Suppose $h=(h_1,\ldots,h_n)$, $\sqrt{h}=(\sqrt{h_1},\ldots,\sqrt{h_n})$, $H=\text{diag}(h)$, $a\otimes a=aa'$.
What is the easiest way to show the following for operator norm $\|.\|$ and largest eigenvalue $\lambda_\text{max}$?

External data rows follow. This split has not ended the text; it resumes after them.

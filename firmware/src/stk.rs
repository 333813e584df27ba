use babysdk::hal::CycleCounter;
use ch32_metapac::systick::{vals::Stclk, Systick};

/// Core SysTick timer, free-running at HCLK.
///
/// The 64-bit counter is never reloaded, so its low word doubles as the
/// cycle counter. Periodic interrupts come from moving the compare value
/// forward by one period on every tick.
pub struct SysTick {
    stk: Systick,
    period: u64,
}

impl SysTick {
    pub fn new(stk: Systick) -> Self {
        SysTick { stk, period: 0 }
    }

    /// Start counting with a tick every `period` cycles. Interrupts stay
    /// off until [`SysTick::listen()`].
    pub fn setup(&mut self, period: u32) {
        self.period = period as u64;
        self.stk.ctlr().write_value(Default::default());
        self.stk.cnt().write_value(0);
        self.stk.cmp().write_value(self.period);
        self.stk.sr().write(|w| w.set_cntif(false));
        self.stk.ctlr().write(|w| {
            w.set_stclk(Stclk::HCLK);
            w.set_ste(true);
        });
    }

    /// Enable the tick interrupt.
    pub fn listen(&self) {
        self.stk.ctlr().modify(|w| w.set_stie(true));
    }

    /// Disable the tick interrupt. The counter keeps running.
    pub fn unlisten(&self) {
        self.stk.ctlr().modify(|w| w.set_stie(false));
    }

    /// Acknowledge a tick and schedule the next one.
    pub fn tick(&self) {
        self.stk.sr().write(|w| w.set_cntif(false));
        let cmp = self.stk.cmp().read();
        self.stk.cmp().write_value(cmp.wrapping_add(self.period));
    }
}

/// Reads the low word of a running SysTick counter. Never writes, so any
/// number of these may exist alongside the [`SysTick`] driver.
pub struct Counter(pub Systick);

impl CycleCounter for Counter {
    fn cycles(&self) -> u32 {
        self.0.cnt().read() as u32
    }
}
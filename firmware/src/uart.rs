use babysdk::hal::SerialLink;
use ch32_metapac::usart::Usart;
use crate::rcc::Clocks;

/// Baud rate of the link to the second CPU.
pub const LINK_BAUD: u32 = 115_200;

/// UART driver.
///
/// Copies share the one peripheral; whoever uses one must hold the link,
/// which [`babysdk::link::LinkLock`] arbitrates between the application and
/// the key scan interrupt.
#[derive(Copy, Clone)]
pub struct Uart {
    uart: Usart,
}

impl Uart {
    pub fn new(uart: Usart) -> Self {
        Self { uart }
    }

    /// Configure for the CPU link: 8N1 with no flow control, polled.
    pub fn setup_link(&self, clocks: &Clocks) {
        // Disable while configuring, 8 data bits, no parity, no interrupts.
        self.uart.ctlr1().write_value(Default::default());

        // Use all default settings for CTLR2 and CTLR3: one stop bit, no flow control.
        self.uart.ctlr2().write_value(Default::default());
        self.uart.ctlr3().write_value(Default::default());

        // Divider in sixteenths of a bit.
        let div = clocks.pclk1 / LINK_BAUD;
        self.uart.brr().write(|w| {
            w.set_div_mantissa((div >> 4) as u16);
            w.set_div_fraction((div & 0xF) as u8);
        });

        self.uart.ctlr1().write(|w| {
            w.set_ue(true);
            w.set_te(true);
            w.set_re(true);
        });
    }

    /// Read state of RXNE flag.
    ///
    /// This flag indicates new data is present in DATAR.
    pub fn rxne(&self) -> bool {
        self.uart.statr().read().rxne()
    }

    /// Read state of TXE flag.
    ///
    /// This flag indicates the data written to DATAR has been transferred to
    /// the transmission shift register, so new data may be written to DATAR
    /// but the original data has not necessarily finished transmitting.
    pub fn txe(&self) -> bool {
        self.uart.statr().read().txe()
    }

    /// Disable the USART.
    pub fn shutdown(&self) {
        self.uart.ctlr1().write_value(Default::default());
    }
}

impl SerialLink for Uart {
    fn write(&mut self, byte: u8) {
        while !self.txe() {}
        self.uart.datar().write(|w| w.set_dr(byte as u16));
    }

    /// Reading DATAR after STATR also clears any overrun, which is
    /// otherwise ignored: the next scan frame replaces the lost one.
    fn read(&mut self) -> Option<u8> {
        if self.rxne() {
            Some(self.uart.datar().read().dr() as u8)
        } else {
            None
        }
    }
}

$$\lambda_{max} \left(H+0.5(h\otimes h)H^{-1}\right)=\left\|H+0.5\sqrt{h}\otimes\sqrt{h}\right\|$$
Motivation: reciprocal of this gives the largest learning which guarantees convergence of LMS when observations come from zero-centered Gaussian with diagonal covariance matrix and entries $(h_1,\ldots,h_n)$
Note that $H + 0.5(h \otimes h)H^{-1}$ is similar to $$ H^{-1/2}(H + 0.5(h \otimes h)H^{-1})H^{1/2} = \\ H^{-1/2}HH^{1/2} + 0.5H^{-1/2}h h' H^{-1}H^{1/2} = \\ H + 0.5H^{-1/2}h h' H^{-1/2}=\\ H + 0.5(H^{-1/2}h)(H^{-1/2}h)' =\\ H + 0.5\sqrt{h} \otimes \sqrt{h}. $$ Thus, we have $\lambda_{\max}(H + 0.5(h \otimes h)H^{-1}) = \lambda_{\max}(H + 0.5\sqrt{h} \otimes \sqrt{h})$. However, $H + 0.5\sqrt{h} \otimes \sqrt{h}$ is symmetric, which means that $\lambda_{\max}(H + 0.5\sqrt{h} \otimes \sqrt{h}) = \|H + 0.5\sqrt{h} \otimes \sqrt{h}\|$.